Task: Write out again only the lines that run from the start of the entries to the line containing "pub fn get(&self, axis: &str) -> Option<&str>", both included.

Dataset entries:
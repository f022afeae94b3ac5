//! # Video Profiles
//!
//! Declarations apply to classes of runtime instances: each dimension of a
//! [`VideoProfileAxis`] is either a concrete value or a wildcard. Device
//! snapshots report concrete [`VideoProfileInstance`]s.

use std::collections::BTreeMap;
use std::fmt;

use serde::{Deserialize, Serialize};

use crate::block::StructValues;

/// One axis coordinate of a declaration.
#[derive(Debug, Clone, PartialEq, Eq, Hash, PartialOrd, Ord, Serialize, Deserialize)]
#[serde(rename_all = "snake_case")]
pub enum AxisValue {
    /// Matches any concrete value.
    Any,
    Is(String),
}

impl AxisValue {
    pub fn matches(&self, value: Option<&str>) -> bool {
        match self {
            Self::Any => true,
            Self::Is(want) => value == Some(want.as_str()),
        }
    }
}

impl fmt::Display for AxisValue {
    fn fmt(&self, f: &mut fmt::Formatter<'_>) -> fmt::Result {
        match self {
            Self::Any => f.write_str("*"),
            Self::Is(v) => f.write_str(v),
        }
    }
}

/// A concrete video profile reported by a device.
#[derive(Debug, Clone, Default, PartialEq, Eq, Hash, PartialOrd, Ord, Serialize, Deserialize)]
pub struct VideoProfileInstance {
    pub dims: BTreeMap<String, String>,
}

impl VideoProfileInstance {
    pub fn get(&self, axis: &str) -> Option<&str> {
        self.dims.get(axis).map(String::as_str)
    }
}

impl<K: Into<String>, V: Into<String>> FromIterator<(K, V)> for VideoProfileInstance {
    fn from_iter<I: IntoIterator<Item = (K, V)>>(iter: I) -> Self {
        Self {
            dims: iter.into_iter().map(|(k, v)| (k.into(), v.into())).collect(),
        }
    }
}

impl fmt::Display for VideoProfileInstance {
    fn fmt(&self, f: &mut fmt::Formatter<'_>) -> fmt::Result {
        let parts: Vec<String> = self.dims.iter().map(|(k, v)| format!("{k}={v}")).collect();
        write!(f, "{{{}}}", parts.join(", "))
    }
}

/// Axis constraints of a declaration. Dimensions not listed are wildcards.
#[derive(Debug, Clone, Default, PartialEq, Eq, Serialize, Deserialize)]
pub struct VideoProfileAxis {
    pub dims: BTreeMap<String, AxisValue>,
}

impl VideoProfileAxis {
    pub fn get(&self, axis: &str) -> &AxisValue {
        self.dims.get(axis).unwrap_or(&AxisValue::Any)
    }

    /// An instance matches iff every constrained dimension equals the
    /// instance's coordinate on that dimension.
    pub fn matches(&self, instance: &VideoProfileInstance) -> bool {
        self.dims
            .iter()
            .all(|(axis, want)| want.matches(instance.get(axis)))
    }
}

impl fmt::Display for VideoProfileAxis {
    fn fmt(&self, f: &mut fmt::Formatter<'_>) -> fmt::Result {
        let parts: Vec<String> = self.dims.iter().map(|(k, v)| format!("{k}={v}")).collect();
        write!(f, "{{{}}}", parts.join(", "))
    }
}

/// A declared `{axis, capabilities, formats[]}` entry.
#[derive(Debug, Clone, Default, PartialEq)]
pub struct VideoProfileDecl {
    pub axis: VideoProfileAxis,
    pub capabilities: StructValues,
    pub formats: Vec<StructValues>,
}

/// A reported video profile with its capabilities and supported formats.
#[derive(Debug, Clone, Default, PartialEq)]
pub struct ActualVideoProfile {
    pub instance: VideoProfileInstance,
    pub capabilities: StructValues,
    pub formats: Vec<StructValues>,
}

#[cfg(test)]
mod tests {
    use super::*;

    fn axis(dims: &[(&str, &str)]) -> VideoProfileAxis {
        VideoProfileAxis {
            dims: dims
                .iter()
                .map(|(k, v)| {
                    let value = if *v == "*" {
                        AxisValue::Any
                    } else {
                        AxisValue::Is((*v).to_string())
                    };
                    ((*k).to_string(), value)
                })
                .collect(),
        }
    }

    fn instance(s: &str, l: &str, c: &str) -> VideoProfileInstance {
        [
            ("chromaSubsampling", s),
            ("lumaBitDepth", l),
            ("chromaBitDepth", c),
        ]
        .into_iter()
        .collect()
    }

    #[test]
    fn wildcard_dimension_matches_any_value() {
        let decl = axis(&[
            ("chromaSubsampling", "4:2:0"),
            ("lumaBitDepth", "8"),
            ("chromaBitDepth", "*"),
        ]);
        assert!(decl.matches(&instance("4:2:0", "8", "8")));
        assert!(decl.matches(&instance("4:2:0", "8", "10")));
        assert!(!decl.matches(&instance("4:2:0", "10", "10")));
    }

    #[test]
    fn constrained_dimension_excludes_other_values() {
        let decl = axis(&[("chromaSubsampling", "4:4:4")]);
        assert!(!decl.matches(&instance("4:2:0", "8", "8")));
        assert!(decl.matches(&instance("4:4:4", "10", "8")));
    }

    #[test]
    fn constrained_dimension_absent_from_instance_does_not_match() {
        let decl = axis(&[("codecOperation", "decode_h264")]);
        assert!(!decl.matches(&instance("4:2:0", "8", "8")));
    }

    #[test]
    fn wildcard_axis_displays_as_star() {
        assert_eq!(axis(&[("lumaBitDepth", "*")]).to_string(), "{lumaBitDepth=*}");
    }
}
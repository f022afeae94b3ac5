//! # Check Subcommand
//!
//! Evaluates one or more profiles against a device report. Several profiles
//! are evaluated in parallel; `--fallbacks` evaluates each profile's
//! fallbacks in order when the profile itself is not satisfied.

use std::io::Write;
use std::path::PathBuf;

use anyhow::{Context, Result};
use clap::Args;
use devcap_eval::{Evaluator, EvaluatorConfig, Verdict};
use devcap_profile::Composer;

use crate::input::{InputArgs, Inputs};
use crate::output::{write_json, write_verdict, OutputFormat};
use crate::EXIT_UNSATISFIED;

/// Arguments for the check subcommand.
#[derive(Args, Debug)]
pub struct CheckArgs {
    #[command(flatten)]
    pub input: InputArgs,

    /// Device report (JSON or YAML).
    #[arg(long)]
    pub device: PathBuf,

    /// Profile labels to evaluate.
    #[arg(value_name = "PROFILE", required = true)]
    pub labels: Vec<String>,

    /// Fall back to the profile's fallbacks when it is not satisfied.
    #[arg(long)]
    pub fallbacks: bool,

    /// Also list warnings: unmet optionals and informational findings.
    #[arg(long)]
    pub warnings: bool,

    #[arg(long, value_enum, default_value_t)]
    pub format: OutputFormat,
}

/// Execute the check subcommand.
pub fn run_check(args: &CheckArgs, config: &EvaluatorConfig, out: &mut impl Write) -> Result<u8> {
    let inputs = Inputs::load(&args.input)?;
    let device = inputs.device(&args.device)?;
    let evaluator = Evaluator::new(&inputs.registry, &inputs.profiles, config.clone());

    let verdicts: Vec<Verdict> = if args.fallbacks {
        args.labels
            .iter()
            .map(|label| {
                evaluator
                    .evaluate_with_fallbacks(label, &device)
                    .with_context(|| format!("failed to evaluate profile {label}"))
            })
            .collect::<Result<_>>()?
    } else {
        let composer = Composer::new(&inputs.registry, &inputs.profiles);
        let plans = args
            .labels
            .iter()
            .map(|label| {
                composer
                    .compose(label)
                    .with_context(|| format!("failed to compose profile {label}"))
            })
            .collect::<Result<Vec<_>>>()?;
        evaluator.evaluate_many(&plans, &device)
    };

    for verdict in &verdicts {
        tracing::info!(
            profile = %verdict.profile,
            satisfied = verdict.satisfied,
            failures = verdict.failures().len(),
            "evaluated"
        );
    }

    match args.format {
        OutputFormat::Json => write_json(out, &verdicts)?,
        OutputFormat::Text => {
            for verdict in &verdicts {
                write_verdict(out, verdict, args.warnings)?;
            }
        }
    }

    Ok(if verdicts.iter().all(|v| v.satisfied) {
        0
    } else {
        EXIT_UNSATISFIED
    })
}
//! # API Versions
//!
//! `major.minor.patch` versions used for profile baselines, struct
//! provenance and the target's reported version. Patch is optional when
//! parsing and defaults to 0. The packed form is
//! `major << 22 | minor << 12 | patch`.

use std::fmt;
use std::str::FromStr;

use serde::{Deserialize, Serialize};

use crate::error::ValueError;

/// A three-part API version, ordered lexicographically.
#[derive(Debug, Clone, Copy, PartialEq, Eq, PartialOrd, Ord, Hash, Default, Serialize, Deserialize)]
#[serde(try_from = "String", into = "String")]
pub struct ApiVersion {
    pub major: u32,
    pub minor: u32,
    pub patch: u32,
}

impl ApiVersion {
    pub const fn new(major: u32, minor: u32, patch: u32) -> Self {
        Self {
            major,
            minor,
            patch,
        }
    }

    /// Decode the packed 32-bit form.
    pub const fn from_packed(packed: u32) -> Self {
        Self {
            major: (packed >> 22) & 0x7f,
            minor: (packed >> 12) & 0x3ff,
            patch: packed & 0xfff,
        }
    }

    /// Encode to the packed 32-bit form. Components are masked to their
    /// field widths.
    pub const fn to_packed(self) -> u32 {
        ((self.major & 0x7f) << 22) | ((self.minor & 0x3ff) << 12) | (self.patch & 0xfff)
    }
}

impl fmt::Display for ApiVersion {
    fn fmt(&self, f: &mut fmt::Formatter<'_>) -> fmt::Result {
        write!(f, "{}.{}.{}", self.major, self.minor, self.patch)
    }
}

impl FromStr for ApiVersion {
    type Err = ValueError;

    fn from_str(s: &str) -> Result<Self, Self::Err> {
        let invalid = || ValueError::InvalidVersion(s.to_string());
        let parts: Vec<&str> = s.trim().split('.').collect();
        if !(2..=3).contains(&parts.len()) {
            return Err(invalid());
        }
        let mut nums = [0u32; 3];
        for (slot, part) in nums.iter_mut().zip(&parts) {
            *slot = part.parse().map_err(|_| invalid())?;
        }
        Ok(Self::new(nums[0], nums[1], nums[2]))
    }
}

impl TryFrom<String> for ApiVersion {
    type Error = ValueError;

    fn try_from(s: String) -> Result<Self, Self::Error> {
        s.parse()
    }
}

impl From<ApiVersion> for String {
    fn from(v: ApiVersion) -> Self {
        v.to_string()
    }
}

#[cfg(test)]
mod tests {
    use super::*;

    #[test]
    fn parse_with_and_without_patch() {
        assert_eq!("1.3.204".parse::<ApiVersion>().unwrap(), ApiVersion::new(1, 3, 204));
        assert_eq!("1.2".parse::<ApiVersion>().unwrap(), ApiVersion::new(1, 2, 0));
        assert!("1".parse::<ApiVersion>().is_err());
        assert!("1.2.3.4".parse::<ApiVersion>().is_err());
        assert!("1.x".parse::<ApiVersion>().is_err());
    }

    #[test]
    fn ordering_is_lexicographic() {
        assert!(ApiVersion::new(1, 3, 0) > ApiVersion::new(1, 2, 250));
        assert!(ApiVersion::new(1, 3, 204) > ApiVersion::new(1, 3, 0));
    }

    #[test]
    fn packed_roundtrip() {
        let v = ApiVersion::new(1, 3, 204);
        assert_eq!(ApiVersion::from_packed(v.to_packed()), v);
        assert_eq!(ApiVersion::new(1, 0, 0).to_packed(), 1 << 22);
    }

    #[test]
    fn serde_as_string() {
        let v: ApiVersion = serde_json::from_str("\"1.1.0\"").unwrap();
        assert_eq!(v, ApiVersion::new(1, 1, 0));
        assert_eq!(serde_json::to_string(&v).unwrap(), "\"1.1.0\"");
    }
}
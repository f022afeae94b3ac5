//! # Profiles
//!
//! A [`Profile`] is a requirement document: a baseline API version, the
//! profiles it requires, and an ordered list of slots. Each slot names one
//! block or a list of alternative blocks (logical OR).
//!
//! A [`ProfileSet`] owns every block and profile loaded for one invocation.

use std::collections::BTreeMap;
use std::sync::Arc;

use serde::{Deserialize, Serialize};

use devcap_core::{ApiVersion, SchemaError};

use crate::block::CapabilityBlock;

/// One requirement slot, by block name.
#[derive(Debug, Clone, PartialEq, Eq, Serialize, Deserialize)]
#[serde(untagged)]
pub enum Slot {
    Single(String),
    AnyOf(Vec<String>),
}

impl Slot {
    pub fn block_names(&self) -> &[String] {
        match self {
            Self::Single(name) => std::slice::from_ref(name),
            Self::AnyOf(names) => names,
        }
    }
}

/// A requirement document.
#[derive(Debug, Clone, PartialEq, Eq, Serialize, Deserialize)]
pub struct Profile {
    pub label: String,
    #[serde(default)]
    pub version: u32,
    pub api_version: ApiVersion,
    #[serde(default, skip_serializing_if = "String::is_empty")]
    pub description: String,
    /// Labels of profiles this one requires.
    #[serde(default)]
    pub required: Vec<String>,
    pub slots: Vec<Slot>,
    /// Reported when unmet, never affecting satisfaction.
    #[serde(default)]
    pub optionals: Vec<Slot>,
    /// Labels to try, in order, when this profile is not satisfied.
    #[serde(default)]
    pub fallbacks: Vec<String>,
}

/// Every block and profile of one invocation.
#[derive(Debug, Clone, Default)]
pub struct ProfileSet {
    blocks: BTreeMap<String, Arc<CapabilityBlock>>,
    profiles: BTreeMap<String, Profile>,
}

impl ProfileSet {
    pub fn new() -> Self {
        Self::default()
    }

    pub fn insert_block(&mut self, block: CapabilityBlock) -> Result<(), SchemaError> {
        if self.blocks.contains_key(&block.name) {
            return Err(SchemaError::DuplicateDefinition {
                kind: "capability block".into(),
                name: block.name,
            });
        }
        self.blocks.insert(block.name.clone(), Arc::new(block));
        Ok(())
    }

    pub fn insert_profile(&mut self, profile: Profile) -> Result<(), SchemaError> {
        if self.profiles.contains_key(&profile.label) {
            return Err(SchemaError::DuplicateDefinition {
                kind: "profile".into(),
                name: profile.label,
            });
        }
        self.profiles.insert(profile.label.clone(), profile);
        Ok(())
    }

    /// Fold another set into this one. Names must not collide.
    pub fn extend(&mut self, other: ProfileSet) -> Result<(), SchemaError> {
        for (_, block) in other.blocks {
            self.insert_block(Arc::try_unwrap(block).unwrap_or_else(|shared| (*shared).clone()))?;
        }
        for (_, profile) in other.profiles {
            self.insert_profile(profile)?;
        }
        Ok(())
    }

    /// Check that every slot, optional, requirement and fallback names
    /// something this set defines.
    pub fn check_references(&self) -> Result<(), SchemaError> {
        for profile in self.profiles.values() {
            for name in profile
                .slots
                .iter()
                .chain(&profile.optionals)
                .flat_map(Slot::block_names)
            {
                if !self.blocks.contains_key(name) {
                    return Err(SchemaError::UnknownBlock {
                        block: name.clone(),
                        profile: profile.label.clone(),
                    });
                }
            }
            for label in profile.required.iter().chain(&profile.fallbacks) {
                if !self.profiles.contains_key(label) {
                    return Err(SchemaError::UnknownProfile {
                        label: label.clone(),
                    });
                }
            }
        }
        Ok(())
    }

    pub fn block(&self, name: &str) -> Option<&Arc<CapabilityBlock>> {
        self.blocks.get(name)
    }

    pub fn profile(&self, label: &str) -> Option<&Profile> {
        self.profiles.get(label)
    }

    pub fn profiles(&self) -> impl Iterator<Item = &Profile> {
        self.profiles.values()
    }

    pub fn blocks(&self) -> impl Iterator<Item = &Arc<CapabilityBlock>> {
        self.blocks.values()
    }
}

Your response:
repository f022afeae94b3ac5
//! # Video Profiles
//!
//! Declarations apply to classes of runtime instances: each dimension of a
//! [`VideoProfileAxis`] is either a concrete value or a wildcard. Device
//! snapshots report concrete [`VideoProfileInstance`]s.

use std::collections::BTreeMap;
use std::fmt;

use serde::{Deserialize, Serialize};

use crate::block::StructValues;

/// One axis coordinate of a declaration.
#[derive(Debug, Clone, PartialEq, Eq, Hash, PartialOrd, Ord, Serialize, Deserialize)]
#[serde(rename_all = "snake_case")]
pub enum AxisValue {
    /// Matches any concrete value.
    Any,
    Is(String),
}

impl AxisValue {
    pub fn matches(&self, value: Option<&str>) -> bool {
        match self {
            Self::Any => true,
            Self::Is(want) => value == Some(want.as_str()),
        }
    }
}

impl fmt::Display for AxisValue {
    fn fmt(&self, f: &mut fmt::Formatter<'_>) -> fmt::Result {
        match self {
            Self::Any => f.write_str("*"),
            Self::Is(v) => f.write_str(v),
        }
    }
}

/// A concrete video profile reported by a device.
#[derive(Debug, Clone, Default, PartialEq, Eq, Hash, PartialOrd, Ord, Serialize, Deserialize)]
pub struct VideoProfileInstance {
    pub dims: BTreeMap<String, String>,
}

impl VideoProfileInstance {
    pub fn get(&self, axis: &str) -> Option<&str> {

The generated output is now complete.